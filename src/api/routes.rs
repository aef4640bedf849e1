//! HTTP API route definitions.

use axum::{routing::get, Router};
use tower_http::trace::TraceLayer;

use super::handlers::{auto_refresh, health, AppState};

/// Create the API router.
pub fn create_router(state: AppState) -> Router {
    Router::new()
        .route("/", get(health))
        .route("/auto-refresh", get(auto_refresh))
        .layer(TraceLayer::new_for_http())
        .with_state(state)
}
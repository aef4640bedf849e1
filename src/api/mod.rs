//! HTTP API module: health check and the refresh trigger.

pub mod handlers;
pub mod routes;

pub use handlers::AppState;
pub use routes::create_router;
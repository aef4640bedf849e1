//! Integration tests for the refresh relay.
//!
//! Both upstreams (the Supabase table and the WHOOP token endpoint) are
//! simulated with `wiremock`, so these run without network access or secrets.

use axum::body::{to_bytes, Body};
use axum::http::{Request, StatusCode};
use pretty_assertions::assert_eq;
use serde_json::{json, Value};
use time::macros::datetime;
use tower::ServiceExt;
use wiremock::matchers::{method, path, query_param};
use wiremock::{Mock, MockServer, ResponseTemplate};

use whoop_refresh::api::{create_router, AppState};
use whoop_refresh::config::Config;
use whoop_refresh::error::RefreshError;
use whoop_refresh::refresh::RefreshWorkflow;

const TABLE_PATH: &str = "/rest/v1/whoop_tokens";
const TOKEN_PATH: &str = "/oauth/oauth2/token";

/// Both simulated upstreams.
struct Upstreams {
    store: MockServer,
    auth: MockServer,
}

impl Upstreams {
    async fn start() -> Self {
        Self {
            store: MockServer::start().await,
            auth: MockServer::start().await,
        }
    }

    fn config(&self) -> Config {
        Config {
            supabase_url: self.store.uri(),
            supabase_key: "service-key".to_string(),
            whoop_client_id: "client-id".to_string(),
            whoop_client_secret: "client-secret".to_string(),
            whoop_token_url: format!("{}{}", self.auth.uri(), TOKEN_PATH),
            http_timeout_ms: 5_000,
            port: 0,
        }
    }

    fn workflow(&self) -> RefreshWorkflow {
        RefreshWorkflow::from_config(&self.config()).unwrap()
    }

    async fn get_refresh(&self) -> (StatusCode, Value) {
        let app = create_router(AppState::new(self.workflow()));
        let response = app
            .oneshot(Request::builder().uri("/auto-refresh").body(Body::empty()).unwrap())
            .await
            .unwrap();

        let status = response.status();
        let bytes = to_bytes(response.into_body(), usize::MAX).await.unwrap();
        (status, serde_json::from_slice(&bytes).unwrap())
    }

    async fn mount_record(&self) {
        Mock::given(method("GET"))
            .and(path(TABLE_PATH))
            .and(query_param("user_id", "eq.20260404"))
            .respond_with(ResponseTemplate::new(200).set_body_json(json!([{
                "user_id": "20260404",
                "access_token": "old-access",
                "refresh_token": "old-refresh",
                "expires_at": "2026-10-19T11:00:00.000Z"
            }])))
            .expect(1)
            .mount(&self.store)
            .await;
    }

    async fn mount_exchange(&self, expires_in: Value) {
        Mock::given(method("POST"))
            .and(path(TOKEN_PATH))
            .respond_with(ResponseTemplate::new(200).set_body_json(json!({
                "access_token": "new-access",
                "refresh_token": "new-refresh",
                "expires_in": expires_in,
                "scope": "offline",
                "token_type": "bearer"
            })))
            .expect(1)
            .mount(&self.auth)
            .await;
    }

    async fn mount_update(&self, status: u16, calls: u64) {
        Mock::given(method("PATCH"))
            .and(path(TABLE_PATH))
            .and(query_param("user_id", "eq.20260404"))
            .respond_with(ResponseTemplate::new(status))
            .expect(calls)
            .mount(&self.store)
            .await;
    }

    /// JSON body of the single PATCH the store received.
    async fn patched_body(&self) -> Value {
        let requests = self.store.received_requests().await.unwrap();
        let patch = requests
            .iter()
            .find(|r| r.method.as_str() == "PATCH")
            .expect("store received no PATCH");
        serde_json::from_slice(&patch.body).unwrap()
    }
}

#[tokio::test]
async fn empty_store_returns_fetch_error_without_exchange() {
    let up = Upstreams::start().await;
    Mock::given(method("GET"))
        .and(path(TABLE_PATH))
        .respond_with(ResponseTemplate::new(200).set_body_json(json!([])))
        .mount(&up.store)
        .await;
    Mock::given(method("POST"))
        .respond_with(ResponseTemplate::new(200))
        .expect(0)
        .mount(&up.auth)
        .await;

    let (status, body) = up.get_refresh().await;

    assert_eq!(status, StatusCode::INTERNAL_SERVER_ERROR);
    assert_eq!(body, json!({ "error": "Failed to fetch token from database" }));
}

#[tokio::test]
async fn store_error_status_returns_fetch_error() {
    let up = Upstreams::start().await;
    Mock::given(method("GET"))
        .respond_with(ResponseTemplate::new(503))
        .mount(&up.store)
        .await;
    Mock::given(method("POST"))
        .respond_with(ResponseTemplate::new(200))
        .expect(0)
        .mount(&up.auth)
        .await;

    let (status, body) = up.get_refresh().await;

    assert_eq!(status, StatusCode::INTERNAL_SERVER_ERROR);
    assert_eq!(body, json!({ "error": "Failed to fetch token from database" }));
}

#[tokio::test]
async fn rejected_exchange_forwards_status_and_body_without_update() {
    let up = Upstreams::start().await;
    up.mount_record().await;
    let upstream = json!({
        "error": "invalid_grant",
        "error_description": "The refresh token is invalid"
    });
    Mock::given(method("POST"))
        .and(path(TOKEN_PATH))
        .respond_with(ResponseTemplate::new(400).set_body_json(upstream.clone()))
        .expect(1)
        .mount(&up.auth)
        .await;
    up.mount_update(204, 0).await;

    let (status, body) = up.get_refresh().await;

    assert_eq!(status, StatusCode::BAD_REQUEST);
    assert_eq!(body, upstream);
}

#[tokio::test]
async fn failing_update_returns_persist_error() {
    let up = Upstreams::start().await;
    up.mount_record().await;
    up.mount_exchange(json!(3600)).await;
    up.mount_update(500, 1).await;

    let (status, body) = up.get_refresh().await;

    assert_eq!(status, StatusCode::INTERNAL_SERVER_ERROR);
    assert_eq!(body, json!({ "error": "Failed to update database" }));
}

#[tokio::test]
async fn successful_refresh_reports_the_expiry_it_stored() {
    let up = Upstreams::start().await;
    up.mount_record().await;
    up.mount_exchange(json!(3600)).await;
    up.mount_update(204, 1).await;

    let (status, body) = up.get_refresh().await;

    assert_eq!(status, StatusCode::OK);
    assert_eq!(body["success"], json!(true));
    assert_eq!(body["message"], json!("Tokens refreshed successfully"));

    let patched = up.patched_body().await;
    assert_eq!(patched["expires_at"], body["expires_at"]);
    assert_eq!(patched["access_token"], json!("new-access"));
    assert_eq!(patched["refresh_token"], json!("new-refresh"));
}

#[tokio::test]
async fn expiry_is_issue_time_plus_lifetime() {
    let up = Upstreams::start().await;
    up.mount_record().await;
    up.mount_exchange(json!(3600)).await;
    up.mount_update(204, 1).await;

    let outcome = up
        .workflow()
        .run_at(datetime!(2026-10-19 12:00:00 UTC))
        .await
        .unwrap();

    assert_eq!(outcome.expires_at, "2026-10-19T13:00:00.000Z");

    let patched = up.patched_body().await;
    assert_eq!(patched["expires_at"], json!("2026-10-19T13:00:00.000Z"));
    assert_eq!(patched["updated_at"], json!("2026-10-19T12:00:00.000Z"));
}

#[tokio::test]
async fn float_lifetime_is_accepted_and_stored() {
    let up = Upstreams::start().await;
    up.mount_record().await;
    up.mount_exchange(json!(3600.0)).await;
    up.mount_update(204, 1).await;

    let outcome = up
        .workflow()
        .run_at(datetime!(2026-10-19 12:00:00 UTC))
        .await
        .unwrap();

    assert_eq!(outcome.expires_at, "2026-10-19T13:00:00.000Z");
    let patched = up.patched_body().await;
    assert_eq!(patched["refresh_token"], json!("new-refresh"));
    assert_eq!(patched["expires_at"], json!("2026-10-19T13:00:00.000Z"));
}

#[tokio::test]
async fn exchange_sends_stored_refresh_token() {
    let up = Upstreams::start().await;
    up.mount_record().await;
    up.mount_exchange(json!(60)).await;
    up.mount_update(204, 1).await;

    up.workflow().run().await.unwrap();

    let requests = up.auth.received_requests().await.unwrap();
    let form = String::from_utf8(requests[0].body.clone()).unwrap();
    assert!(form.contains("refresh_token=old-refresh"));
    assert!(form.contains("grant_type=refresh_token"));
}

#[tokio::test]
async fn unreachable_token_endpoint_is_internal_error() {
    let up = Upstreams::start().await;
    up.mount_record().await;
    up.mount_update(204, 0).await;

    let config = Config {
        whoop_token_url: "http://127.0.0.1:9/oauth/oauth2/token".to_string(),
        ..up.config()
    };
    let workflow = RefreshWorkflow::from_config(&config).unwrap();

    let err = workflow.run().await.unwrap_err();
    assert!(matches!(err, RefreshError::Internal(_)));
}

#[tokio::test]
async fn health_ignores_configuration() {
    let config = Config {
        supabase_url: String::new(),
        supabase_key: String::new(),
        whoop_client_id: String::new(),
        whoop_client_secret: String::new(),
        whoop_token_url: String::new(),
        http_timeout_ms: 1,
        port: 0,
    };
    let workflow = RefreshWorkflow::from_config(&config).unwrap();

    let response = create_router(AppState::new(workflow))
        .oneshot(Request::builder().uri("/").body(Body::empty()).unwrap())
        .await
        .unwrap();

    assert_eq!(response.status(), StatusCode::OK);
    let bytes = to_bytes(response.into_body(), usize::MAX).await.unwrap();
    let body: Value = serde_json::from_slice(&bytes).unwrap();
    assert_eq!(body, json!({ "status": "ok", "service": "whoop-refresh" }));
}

--- --- ---

• TASK DETAILS: For the string "AppState", go line by line through the material and copy every line that has it.

• RESULT FOR THIS TASK:
use super::handlers::{auto_refresh, health, AppState};
pub fn create_router(state: AppState) -> Router {
pub use handlers::AppState;
use whoop_refresh::api::{create_router, AppState};
        let app = create_router(AppState::new(self.workflow()));
    let response = create_router(AppState::new(workflow))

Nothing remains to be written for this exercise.